Para a especialista, o risco é de que, com pais sobrecarregados, o uso de tablets e celulares se torne uma forma de entreter os filhos. “Assim, a criança deixa de pegar no brinquedo, de explorá-lo manualmente, balançar para ver se faz barulho. A exploração do mundo real é limitada quando a criança fica presa às limitações sensoriais e de comportamento que a tela impõe”, explica.
Rotina diária
“A gente acabou juntando puerpério, que não estava saindo de casa, com a quarentena”, lembra a técnica de enfermagem, Cárita Santos, 26. “Foi extremamente exaustivo, só nós dois, sobrecarregava”, ressalta. A estratégia para cuidar do desenvolvimento da filha Alice, de 1 ano e 3 meses, foi estabelecer uma rotina diária: de manhã, abre o tapete, sobre o qual espalha os brinquedos. Depois, Alice se alimenta e tira um cochilo antes do almoço. Às 18h, Cárita abaixa as luzes, põe música clássica para tocar e prepara o banho com água quente. “Até mesmo para nós tem um nível de relaxamento.”
Convívio intenso
Em algumas famílias, a convivência intensa também permitiu que os pais acompanhassem mais de perto o desenvolvimento dos pequenos. No caso de Ennamúel Gabriel, de 10 meses, todos os cuidados ficam a cargo dos pais. “Como estou em teletrabalho até o fim da amamentação, quando ele completar um ano de idade, poderei acompanhar de perto o desenvolvimento do meu filho”, conta a mãe, a policial penal Fernanda Garcez, 39 anos.

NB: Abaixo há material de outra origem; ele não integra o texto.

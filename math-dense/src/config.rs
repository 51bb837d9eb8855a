//! JSON configuration for the dense matrix core

use serde::{Deserialize, Serialize};
use std::fs;
use std::path::Path;

/// Runtime configuration shared by every matrix created in a context
#[derive(Debug, Clone, PartialEq, Serialize, Deserialize)]
pub struct DenseConfig {
    /// Route unsafe in-place writes through a temporary instead of failing
    #[serde(default = "default_fix_unsafe_overlaps")]
    pub fix_unsafe_overlaps: bool,
    /// Largest row count a single allocation may request
    #[serde(default = "default_max_extent")]
    pub max_rows: usize,
    /// Largest column count a single allocation may request
    #[serde(default = "default_max_extent")]
    pub max_cols: usize,
    /// Iterative refinement
    #[serde(default)]
    pub refine: RefineConfig,
}

fn default_fix_unsafe_overlaps() -> bool {
    true
}

fn default_max_extent() -> usize {
    1024
}

impl Default for DenseConfig {
    fn default() -> Self {
        Self {
            fix_unsafe_overlaps: default_fix_unsafe_overlaps(),
            max_rows: default_max_extent(),
            max_cols: default_max_extent(),
            refine: RefineConfig::default(),
        }
    }
}

/// Iterative refinement configuration
#[derive(Debug, Clone, PartialEq, Serialize, Deserialize)]
pub struct RefineConfig {
    /// Maximum number of refinement steps
    #[serde(default = "default_max_iterations")]
    pub max_iterations: usize,
    /// Converged once the residual falls below this fraction of the L1 norm of `B`
    #[serde(default = "default_tolerance")]
    pub tolerance: f64,
    /// Print progress every N iterations (0 = no output)
    #[serde(default)]
    pub print_interval: usize,
}

fn default_max_iterations() -> usize {
    10
}

fn default_tolerance() -> f64 {
    1e-12
}

impl Default for RefineConfig {
    fn default() -> Self {
        Self {
            max_iterations: default_max_iterations(),
            tolerance: default_tolerance(),
            print_interval: 0,
        }
    }
}

impl DenseConfig {
    /// Parse a configuration from a JSON string
    pub fn from_json(json: &str) -> Result<Self, String> {
        serde_json::from_str(json).map_err(|e| format!("Failed to parse JSON: {}", e))
    }

    /// Load configuration from a JSON file
    pub fn from_file<P: AsRef<Path>>(path: P) -> Result<Self, String> {
        let contents =
            fs::read_to_string(path).map_err(|e| format!("Failed to read config file: {}", e))?;
        Self::from_json(&contents)
    }

    /// Save configuration to a JSON file
    pub fn to_file<P: AsRef<Path>>(&self, path: P) -> Result<(), String> {
        let json = serde_json::to_string_pretty(self)
            .map_err(|e| format!("Failed to serialize config: {}", e))?;
        fs::write(path, json).map_err(|e| format!("Failed to write config file: {}", e))
    }
}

Fernanda busca informação sobre como impulsionar o desenvolvimento de Gabriel nas redes sociais, em cursos on-line e em grupos no WhatsApp. “[Esses recursos] ajudaram muito. Mas o fato de não ter tido ajuda foi um intensivão de maternidade”, afirma. “Manter esse contato, mesmo que virtualmente, é uma importante ferramenta de enfrentamento da pandemia”, diz a psicóloga Camila Ferrari. “De um lado, o acompanhamento com o pediatra, e, de outro, a rede de apoio”, frisa.
Infância nas redes
As redes sociais também servem para que a família acompanhe a jornada de Dante, de 10 meses. Os pais criaram um perfil fechado no Instagram para publicar as peripécias do pequeno. “A gente se sente mais próximo da família que está longe”, explica a mãe, Isabella Cantarino, 25.
Entre as publicações estão as fotos de cada “mesversário” de Dante. Apesar de restritas a poucas pessoas, as festas são completas: tem docinho, salgado, bolo e decoração. Com o avanço da pandemia, a sonhada festa de 1 ano vai ficar para depois.
Cápsula do tempo
No livro do primeiro ano de Maria Fernanda, Deborah anotou sobre a pandemia. “Quando você veio ao mundo, vivíamos momentos difíceis, ficamos em isolamento”. Para Deborah, a filha e seus contemporâneos são pequenos guerreirinhos. “Bebês já são vencedores, estão superando a pandemia”, afirma.
A psicóloga Camila Ferrari diz que ainda não é preciso prever o tamanho do impacto da pandemia no futuro dessa geração. “O que a gente sabe é que, hoje, temos que plantar boas sementes de vínculo, afeto e proteção para preparar essas crianças para o amanhã, que será desafiador”.